WHAT YOU SHOULD DO
Could you reproduce, from the records below, everything from the line with "pub fn observe(&mut" down to the line with "(true, false) =>", keeping both of those lines and changing nothing?

SOURCE DATA

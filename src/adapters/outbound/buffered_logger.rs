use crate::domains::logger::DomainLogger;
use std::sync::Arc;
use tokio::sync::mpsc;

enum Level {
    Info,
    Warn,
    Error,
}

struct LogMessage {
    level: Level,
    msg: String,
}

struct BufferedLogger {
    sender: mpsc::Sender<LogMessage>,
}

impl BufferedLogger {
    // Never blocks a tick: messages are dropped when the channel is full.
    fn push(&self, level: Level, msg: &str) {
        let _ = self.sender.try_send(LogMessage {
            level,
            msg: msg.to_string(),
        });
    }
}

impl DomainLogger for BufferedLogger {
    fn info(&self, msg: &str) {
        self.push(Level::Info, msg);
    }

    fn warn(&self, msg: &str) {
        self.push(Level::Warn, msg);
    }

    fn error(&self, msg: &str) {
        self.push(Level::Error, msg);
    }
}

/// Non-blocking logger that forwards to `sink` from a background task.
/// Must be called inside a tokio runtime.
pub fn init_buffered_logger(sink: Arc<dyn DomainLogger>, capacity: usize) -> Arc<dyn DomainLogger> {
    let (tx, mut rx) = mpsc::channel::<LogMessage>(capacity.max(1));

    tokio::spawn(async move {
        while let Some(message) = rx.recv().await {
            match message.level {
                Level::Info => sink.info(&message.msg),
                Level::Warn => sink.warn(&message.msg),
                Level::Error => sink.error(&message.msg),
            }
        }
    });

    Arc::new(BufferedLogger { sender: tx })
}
...
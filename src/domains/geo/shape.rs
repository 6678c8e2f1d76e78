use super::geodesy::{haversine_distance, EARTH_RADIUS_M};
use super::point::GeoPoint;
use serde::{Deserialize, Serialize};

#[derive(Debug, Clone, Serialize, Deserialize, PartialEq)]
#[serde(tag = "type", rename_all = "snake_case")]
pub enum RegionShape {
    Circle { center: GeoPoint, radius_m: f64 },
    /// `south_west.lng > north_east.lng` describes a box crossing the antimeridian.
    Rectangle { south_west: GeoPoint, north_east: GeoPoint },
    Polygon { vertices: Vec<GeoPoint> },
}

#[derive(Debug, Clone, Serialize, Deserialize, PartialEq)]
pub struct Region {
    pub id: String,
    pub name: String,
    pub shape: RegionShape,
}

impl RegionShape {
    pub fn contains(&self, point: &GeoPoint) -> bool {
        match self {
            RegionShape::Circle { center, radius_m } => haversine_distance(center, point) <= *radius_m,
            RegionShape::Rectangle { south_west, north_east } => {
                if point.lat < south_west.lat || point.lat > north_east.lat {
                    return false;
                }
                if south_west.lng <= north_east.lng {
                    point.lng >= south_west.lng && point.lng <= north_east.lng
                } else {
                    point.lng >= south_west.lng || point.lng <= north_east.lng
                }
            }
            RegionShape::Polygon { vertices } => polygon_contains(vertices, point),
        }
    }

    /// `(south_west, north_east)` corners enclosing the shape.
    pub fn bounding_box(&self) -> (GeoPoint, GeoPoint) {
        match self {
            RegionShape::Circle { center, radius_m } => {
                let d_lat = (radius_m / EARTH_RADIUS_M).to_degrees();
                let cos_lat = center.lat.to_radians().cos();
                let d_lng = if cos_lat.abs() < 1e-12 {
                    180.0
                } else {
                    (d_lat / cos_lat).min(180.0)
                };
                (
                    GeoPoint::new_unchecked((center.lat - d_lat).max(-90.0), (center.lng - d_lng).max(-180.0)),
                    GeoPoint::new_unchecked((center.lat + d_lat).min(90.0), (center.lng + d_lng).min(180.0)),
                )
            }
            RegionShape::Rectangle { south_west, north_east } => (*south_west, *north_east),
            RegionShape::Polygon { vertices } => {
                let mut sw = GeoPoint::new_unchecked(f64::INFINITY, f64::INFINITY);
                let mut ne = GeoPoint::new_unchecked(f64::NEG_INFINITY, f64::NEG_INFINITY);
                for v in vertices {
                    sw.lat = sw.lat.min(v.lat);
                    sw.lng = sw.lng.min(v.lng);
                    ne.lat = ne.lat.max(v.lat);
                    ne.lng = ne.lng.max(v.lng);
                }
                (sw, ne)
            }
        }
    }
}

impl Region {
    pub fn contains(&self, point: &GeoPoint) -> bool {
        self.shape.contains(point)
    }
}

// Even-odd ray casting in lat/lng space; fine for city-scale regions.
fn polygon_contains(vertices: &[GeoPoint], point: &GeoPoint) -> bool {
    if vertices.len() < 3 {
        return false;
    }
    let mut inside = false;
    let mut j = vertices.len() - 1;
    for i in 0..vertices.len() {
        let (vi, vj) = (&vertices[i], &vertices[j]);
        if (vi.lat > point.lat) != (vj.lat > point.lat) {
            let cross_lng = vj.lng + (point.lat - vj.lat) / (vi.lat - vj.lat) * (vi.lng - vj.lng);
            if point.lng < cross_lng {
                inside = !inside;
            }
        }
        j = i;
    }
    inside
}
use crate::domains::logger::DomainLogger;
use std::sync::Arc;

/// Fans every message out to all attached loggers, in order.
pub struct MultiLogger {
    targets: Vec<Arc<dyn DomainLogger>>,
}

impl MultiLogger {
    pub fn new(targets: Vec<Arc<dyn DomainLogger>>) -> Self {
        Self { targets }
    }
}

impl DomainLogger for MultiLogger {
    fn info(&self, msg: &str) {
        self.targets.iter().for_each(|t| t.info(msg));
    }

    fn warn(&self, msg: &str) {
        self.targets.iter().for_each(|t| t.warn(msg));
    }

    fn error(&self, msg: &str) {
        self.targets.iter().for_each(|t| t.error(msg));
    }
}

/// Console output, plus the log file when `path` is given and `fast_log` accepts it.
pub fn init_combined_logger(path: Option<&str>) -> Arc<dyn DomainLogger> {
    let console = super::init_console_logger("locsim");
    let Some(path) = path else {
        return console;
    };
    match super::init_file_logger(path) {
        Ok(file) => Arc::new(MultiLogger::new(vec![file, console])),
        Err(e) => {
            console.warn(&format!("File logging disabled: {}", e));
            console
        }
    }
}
---
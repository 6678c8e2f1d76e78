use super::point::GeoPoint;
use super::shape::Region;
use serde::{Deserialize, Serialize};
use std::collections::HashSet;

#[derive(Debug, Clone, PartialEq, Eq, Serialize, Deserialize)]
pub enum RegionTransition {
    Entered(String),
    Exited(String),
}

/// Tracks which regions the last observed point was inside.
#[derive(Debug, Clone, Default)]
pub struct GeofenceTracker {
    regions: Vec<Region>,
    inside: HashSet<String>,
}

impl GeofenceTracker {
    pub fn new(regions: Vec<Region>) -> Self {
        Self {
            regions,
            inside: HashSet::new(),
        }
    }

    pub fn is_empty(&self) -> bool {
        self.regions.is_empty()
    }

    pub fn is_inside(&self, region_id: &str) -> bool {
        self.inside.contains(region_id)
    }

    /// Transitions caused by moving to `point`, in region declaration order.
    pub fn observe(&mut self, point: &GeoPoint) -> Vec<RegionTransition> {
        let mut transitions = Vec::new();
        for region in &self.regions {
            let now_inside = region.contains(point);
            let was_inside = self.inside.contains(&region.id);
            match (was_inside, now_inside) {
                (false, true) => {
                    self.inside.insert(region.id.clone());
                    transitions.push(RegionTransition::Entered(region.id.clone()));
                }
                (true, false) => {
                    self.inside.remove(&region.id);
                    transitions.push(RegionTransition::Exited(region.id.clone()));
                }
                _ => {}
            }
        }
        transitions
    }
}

SOLUTION
    pub fn observe(&mut self, point: &GeoPoint) -> Vec<RegionTransition> {
        let mut transitions = Vec::new();
        for region in &self.regions {
            let now_inside = region.contains(point);
            let was_inside = self.inside.contains(&region.id);
            match (was_inside, now_inside) {
                (false, true) => {
                    self.inside.insert(region.id.clone());
                    transitions.push(RegionTransition::Entered(region.id.clone()));
                }
                (true, false) => {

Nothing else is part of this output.